[Saved data entries]
════════════════

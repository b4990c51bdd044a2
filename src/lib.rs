//! # Scene Sync
//!
//! Authoring and incremental vector-index synchronization for narrative
//! scene records.
//!
//! Authors record structured scenes (chapter, scene index, location, mood,
//! characters, free-text plot). Every write marks the scene dirty; a
//! synchronization pass turns each dirty scene into a text digest, embeds it,
//! upserts the vector under a positional key (`plot-ch{chapter}-{scene}`), and
//! clears the dirty flag only after the index has acknowledged the write.
//!
//! ## Architecture
//!
//! ```text
//! ┌─────────────┐   ┌──────────────┐   ┌────────────┐
//! │  Authoring  │──▶│    SQLite    │──▶│Synchronizer│
//! │ (scenesync) │   │ scenes table │   │digest+embed│
//! └─────────────┘   └──────▲───────┘   └─────┬──────┘
//!                          │ mark_clean      │ upsert
//!                          └─────────────────┤
//!                                            ▼
//!                                   ┌────────────────┐
//!                                   │  Vector index  │
//!                                   │ SQLite/Pinecone│
//!                                   └────────────────┘
//! ```
//!
//! ## Quick Start
//!
//! ```bash
//! scenesync init
//! scenesync scene add --chapter 1 --title 出会い --plot "猫が鳴いた" --location 庭 --mood 切ない
//! scenesync sync
//! scenesync search "雨の夜の別れ"
//! ```
//!
//! ## Modules
//!
//! | Module | Purpose |
//! |--------|---------|
//! | [`config`] | TOML configuration parsing |
//! | [`models`] | Scene, character and chapter types |
//! | [`mood`] | Mood tag list and its storage encoding |
//! | [`digest`] | External ids, digest text, index metadata |
//! | [`scenes`] | Scene and character authoring |
//! | [`sync`] | The synchronization pass |
//! | [`store`] | Record store traits, SQLite and in-memory stores |
//! | [`embedding`] | Embedding provider abstraction |
//! | [`index`] | Vector index abstraction and backends |
//! | [`search`] | Semantic search over synchronized scenes |
//! | [`progress`] | Sync progress reporting |
//! | [`db`] | Database connection |
//! | [`migrate`] | Schema migrations |

pub mod config;
pub mod db;
pub mod digest;
pub mod embedding;
pub mod error;
pub mod http;
pub mod index;
pub mod migrate;
pub mod models;
pub mod mood;
pub mod progress;
pub mod scene_cmd;
pub mod scenes;
pub mod search;
pub mod stats;
pub mod store;
pub mod sync;
pub mod sync_cmd;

════════════════

• _EXERCISE REQUIREMENTS_
Using the entries above, copy out all lines that contain the string "mood".

• _ANSWER AREA_
//! Authors record structured scenes (chapter, scene index, location, mood,
//! scenesync scene add --chapter 1 --title 出会い --plot "猫が鳴いた" --location 庭 --mood 切ない
//! | [`mood`] | Mood tag list and its storage encoding |
pub mod mood;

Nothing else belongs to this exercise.